The industry has a well-established reputation for playing fast and loose with basic concepts like "cost of sales" and "net earnings." Many lawsuits have been undertaken by disgruntled investors as well as directors, writers, actors, and producers who were promised a percentage of profits only to find there were none after a film's theatrical run. Ron Shelton, who wrote and directed the 1992 basketball-buddy flick White Men Can't Jump, won a $9.8 million settlement last year in a legal wrangle over the film's profits. The film made over $76 million in ticket sales in the US and has grossed more than $34 million in video rentals.

In Hollywood, accounting logic is often turned on its head to create profits where there are none---as in the case of Orion Pictures in the 1980s, when the sinking studio was attempting to bolster its image among investors. In a similar vein, Sony Corp. was recently assessed a $1 million fine by the Securities and Exchange Commission for failing to warn investors of losses incurred before the company took an almost $3 billion write-off four years ago.

At other times, obviously successful films have been portrayed as losers by studios seeking to avoid payouts, as was the case with Coming to America, a 1988 Eddie Murphy film about an African prince venturing to America in search of the perfect wife. Humorist and syndicated newspaper columnist Art Buchwald and his partner Barry Blaustein successfully sued Paramount Pictures over the script, which was credited to Murphy and David Sheffield. At the time of the lawsuit, Paramount claimed the film hadn't made a profit, despite the fact that it had already done $147 million at the box office. The film eventually made more than $288 million worldwide and has generated $65 million in video rentals. Murphy was ordered to give 19% of his earnings to Buchwald for helping to develop the story.

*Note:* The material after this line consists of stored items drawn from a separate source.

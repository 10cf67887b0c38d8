//! Client-side state modules.
//!
//! SYSTEM CONTEXT
//! ==============
//! `session` folds inbound events into the local session projection, `draft`
//! owns the active rating form and its autosave, and `phase_view` derives the
//! controls a view offers for the current phase and role.

pub mod draft;
pub mod phase_view;
pub mod session;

The proposed changes now before the Financial Accounting Standards Board will require studios to accurately reveal fees paid to actors and directors, marketing and publicity costs, and losses incurred from abandoned projects. Hollywood's funny-money business is so pervasive that Arnold Schwarzenegger got plenty of laughs at this year's Academy Awards by introducing Titanic director James Cameron as the "guy whose film made profits no accountant could hide."

The move to revamp the studios' mysterious accounting practices parallels the publication of a new tell-all book on the subject: Movie Magic: Understanding Hollywood's (Creative) Accounting Practices by David Leedy, attorney-accountant Steven D. Sills, and attorney Bill Daniels, who is a former reporter for Daily Variety. The book is intended as a guide for those in the industry who are powerful enough to forge profit-participation deals, but it is said to be instructive for anyone whose business life might intersect with Hollywood's. If approved by the Board, the new accounting rules could take effect within 15 months.